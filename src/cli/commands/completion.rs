//! completion command - Generate shell completion scripts

use crate::cli::args::{Cli, Shell};
use anyhow::Result;
use clap::CommandFactory;
use clap_complete::{generate, shells};

/// Write the completion script for `shell` to stdout.
pub fn completion(shell: Shell) -> Result<()> {
    let mut out = std::io::stdout();
    write_completion(shell, &mut out);
    Ok(())
}

fn write_completion(shell: Shell, out: &mut dyn std::io::Write) {
    let mut cmd = Cli::command();
    let name = cmd.get_name().to_string();

    match shell {
        Shell::Bash => generate(shells::Bash, &mut cmd, &name, out),
        Shell::Zsh => generate(shells::Zsh, &mut cmd, &name, out),
        Shell::Fish => generate(shells::Fish, &mut cmd, &name, out),
        Shell::PowerShell => generate(shells::PowerShell, &mut cmd, &name, out),
    }
}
=-=-=-=-=
■ About this task
Please repeat the listing word for word.

■ Completed exercise
filename src/cli/commands/completion.rs
//! completion command - Generate shell completion scripts

use crate::cli::args::{Cli, Shell};
use anyhow::Result;
use clap::CommandFactory;
use clap_complete::{generate, shells};

/// Write the completion script for `shell` to stdout.
pub fn completion(shell: Shell) -> Result<()> {
    let mut out = std::io::stdout();
    write_completion(shell, &mut out);
    Ok(())
}

fn write_completion(shell: Shell, out: &mut dyn std::io::Write) {
    let mut cmd = Cli::command();
    let name = cmd.get_name().to_string();

    match shell {
        Shell::Bash => generate(shells::Bash, &mut cmd, &name, out),
        Shell::Zsh => generate(shells::Zsh, &mut cmd, &name, out),
        Shell::Fish => generate(shells::Fish, &mut cmd, &name, out),
        Shell::PowerShell => generate(shells::PowerShell, &mut cmd, &name, out),
    }
}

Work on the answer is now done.